Posted on December 15, 2018 by Sonoma Valley Sun

jacquelin torresJacquelyn Torres | Sonoma Valley High School

Let’s say that you are offered two choices: either you receive a D in a class, but you will have learned the subject well, or you receive an A in a class, but will not learn and retain any of the material. What would you choose?

Curious to see how my peers would respond to this question (borrowed from Boston College professor Peter Gray in “Psychology Today”), I asked 12 of my AVID classmates. (AVID is an elective program at Sonoma High to encourage kids who would be the first in their family to go to college.) The response did not surprise me: all but two of the students chose the second option—getting an A but not retaining anything.

SVHS has had an extreme but overlooked issue regarding grades being prioritized over everything else. At one point, schools had the purpose of encouraging students to learn a subject. Unfortunately, this has evolved to pushing students to the point where turning in homework and testing well is the focal point—regardless of what means students must take to do so. According to data recently released by the California Department of Education, while 93.4 percent of SVHS seniors graduated in 2018, only 46.1 percent were adequately prepared for college or career.

Graduating depends on passing courses and it is plausible for students to cheat their way through assignments and therefore graduate unprepared. Having students graduate at a higher percentage and with high grades results in more prestige and rankings for schools, which may explain why the administration has not addressed this issue. It is not far-fetched to believe that schools might turn to these self-serving practices, as multiple studies have exposed how some teachers cheat in order to receive benefits. For example, the authors of the book Freakonomics looked into suspicious rises in test scores and found teachers had changed students’ answers.

I was having a conversation with two peers recently and it was evident that homework had a lot of negative effects aside from cheating. One of the students stated that “[homework] is too much, a stress overload, and it doesn’t let me get enough sleep,” while the other stated that “homework sucks, gives me way too much stress.”
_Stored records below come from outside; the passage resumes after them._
//! Error types for phraserank.
//!
//! All errors are strongly typed using thiserror. Expected, recoverable
//! conditions (an unknown token, a single degenerate corpus entry) never
//! surface here at all: they are absorbed where they occur. What does
//! surface is either a bad input on the live query path or a caller bug.

use thiserror::Error;

use crate::embedding::TableError;

/// Errors raised while turning text into a phrase vector.
#[derive(Debug, Error, PartialEq, Eq)]
pub enum VectorizeError {
    /// The input tokenized to zero words (empty or whitespace-only text).
    #[error("input text contains no tokens")]
    EmptyInput,
}

/// Errors raised while scoring two vectors against each other.
#[derive(Debug, Error, PartialEq, Eq)]
pub enum SimilarityError {
    /// One of the operands has zero norm; cosine similarity is undefined
    /// for it and the comparison is refused rather than producing NaN.
    #[error("cannot compare a zero-norm vector")]
    DegenerateVector,

    /// The operands have different dimensionality. This indicates a
    /// corrupted embedding table or a programming error; it is never
    /// recovered from.
    #[error("vector dimension mismatch: left={left} right={right}")]
    DimensionMismatch {
        /// Dimension of the left operand.
        left: usize,
        /// Dimension of the right operand.
        right: usize,
    },
}

/// Errors raised by a top-N query.
#[derive(Debug, Error, PartialEq, Eq)]
pub enum QueryError {
    /// The caller asked for zero results. Caller misuse, surfaced
    /// immediately.
    #[error("result count must be at least 1")]
    InvalidResultCount,

    /// The query text could not be vectorized.
    #[error("query vectorization failed: {0}")]
    Vectorize(#[from] VectorizeError),

    /// Scoring failed in a way that cannot be absorbed: either the query
    /// vector itself is degenerate, or a dimension mismatch was detected.
    #[error("query scoring failed: {0}")]
    Similarity(#[from] SimilarityError),
}

impl QueryError {
    /// Returns true if this error indicates caller misuse or an internal
    /// contract violation rather than a bad query string.
    #[must_use]
    pub const fn is_contract_violation(&self) -> bool {
        matches!(
            self,
            Self::InvalidResultCount
                | Self::Similarity(SimilarityError::DimensionMismatch { .. })
        )
    }
}

/// Top-level error type for phraserank.
///
/// Library entry points return their own narrow error types; this enum
/// exists so binaries and embedders can funnel everything through one
/// `Result` without losing the variant.
#[derive(Debug, Error)]
pub enum RankError {
    /// Vectorization failure.
    #[error("vectorize error: {0}")]
    Vectorize(#[from] VectorizeError),

    /// Similarity scoring failure.
    #[error("similarity error: {0}")]
    Similarity(#[from] SimilarityError),

    /// Query failure.
    #[error("query error: {0}")]
    Query(#[from] QueryError),

    /// Embedding table construction or loading failure.
    #[error("embedding table error: {0}")]
    Table(#[from] TableError),

    /// Result serialization failure.
    #[error("serialization failed: {0}")]
    Serialize(#[from] serde_json::Error),

    /// Filesystem failure outside the embedding table (e.g. corpus file).
    #[error("I/O error: {0}")]
    Io(#[from] std::io::Error),
}

/// Result type alias for phraserank operations.
pub type RankResult<T> = Result<T, RankError>;

#[cfg(test)]
mod tests {
    use super::*;

    #[test]
    fn test_empty_input_display() {
        let err = VectorizeError::EmptyInput;
        let msg = format!("{err}");
        assert!(msg.contains("no tokens"));
    }

    #[test]
    fn test_dimension_mismatch_display() {
        let err = SimilarityError::DimensionMismatch { left: 300, right: 64 };
        let msg = format!("{err}");
        assert!(msg.contains("300"));
        assert!(msg.contains("64"));
    }

    #[test]
    fn test_query_error_from_vectorize() {
        let err: QueryError = VectorizeError::EmptyInput.into();
        assert!(matches!(err, QueryError::Vectorize(_)));
        assert!(!err.is_contract_violation());
    }

    #[test]
    fn test_contract_violations() {
        assert!(QueryError::InvalidResultCount.is_contract_violation());

        let mismatch: QueryError =
            SimilarityError::DimensionMismatch { left: 2, right: 3 }.into();
        assert!(mismatch.is_contract_violation());

        let degenerate: QueryError = SimilarityError::DegenerateVector.into();
        assert!(!degenerate.is_contract_violation());
    }

    #[test]
    fn test_rank_error_from_query() {
        let err: RankError = QueryError::InvalidResultCount.into();
        let msg = format!("{err}");
        assert!(msg.contains("at least 1"));
    }
}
In 2016 a group of SVHS parents noticed this problem and in response conducted an SVHS Homework/Sleep Survey, with 143 respondents. It found that 81 percent of Sophomores, 82 percent of Juniors, and 80 percent of Seniors had more than two hours of homework each night. Freshman fared better by comparison: only 34 percent had more than two hours, still exceeding the guidelines adopted by the National Education Association (NEA) and the National Parent Teacher Association. They propose that there be a maximum of 10 minutes of homework for each grade level—e.g. 90 minutes for a ninth grader, 120 minutes for a senior. The majority of parents doing the survey commented on the sacrifices students make, especially when they work or pursue extracurriculars.
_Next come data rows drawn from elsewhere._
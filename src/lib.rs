//! # phraserank - Semantic Phrase Retrieval
//!
//! phraserank ranks a static corpus of short natural-language phrases by
//! semantic similarity to a free-text query, using fixed pretrained word
//! embeddings rather than lexical matching.
//!
//! ## Core Concepts
//!
//! - **EmbeddingLookup**: the seam to the pretrained word-vector table
//! - **TextVectorizer**: mean-pools per-token vectors into one phrase vector
//! - **CorpusIndex**: the immutable set of (phrase, vector) pairs, built once
//! - **Top-N query**: exact linear scan, cosine-scored, deterministically ordered
//!
//! ## Usage
//!
//! ```rust,ignore
//! use std::sync::Arc;
//! use phraserank::{EmbeddingTable, SearchEngine};
//!
//! let table = EmbeddingTable::new(300);
//! // ... fill the table, or load one with embedding::text_format::load_text ...
//!
//! let engine = SearchEngine::build(Arc::new(table), phrases);
//! for hit in engine.search("happy", 5)? {
//!     println!("{:.4}  {}", hit.score, hit.phrase);
//! }
//! ```

#![warn(missing_docs)]
#![warn(clippy::all)]
#![warn(clippy::pedantic)]
#![allow(clippy::module_name_repetitions)]

pub mod embedding;
pub mod engine;
pub mod error;
pub mod index;
pub mod query;
pub mod similarity;
pub mod vectorizer;

// Re-export primary types at crate root for convenience
pub use embedding::{EmbeddingLookup, EmbeddingTable, LexicalLookup, TableError};
pub use engine::SearchEngine;
pub use error::{QueryError, RankError, RankResult, SimilarityError, VectorizeError};
pub use index::{CorpusEntry, CorpusIndex};
pub use query::{top_n, ScoredPhrase};
pub use similarity::cosine_similarity;
pub use vectorizer::TextVectorizer;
One respondent talked about their son’s routine: “By the time he gets home from sports, he eats dinner, showers then starts homework,” while another talked about her daughter staying up until midnight or one am. It may seem like this is an exaggeration, but you might be surprised to know that a survey conducted by the University of Michigan found that “by the 2002-2003 school year, students ages 6 to 17 were doing twice as much work as in 1981-1982.”

You can just imagine the increase homework has undergone since then.

Jacquelyn Torres is a senior at Sonoma Valley High School who has been actively involved in the school district, the City of Sonoma, and the County of Sonoma through multiple councils and commissions.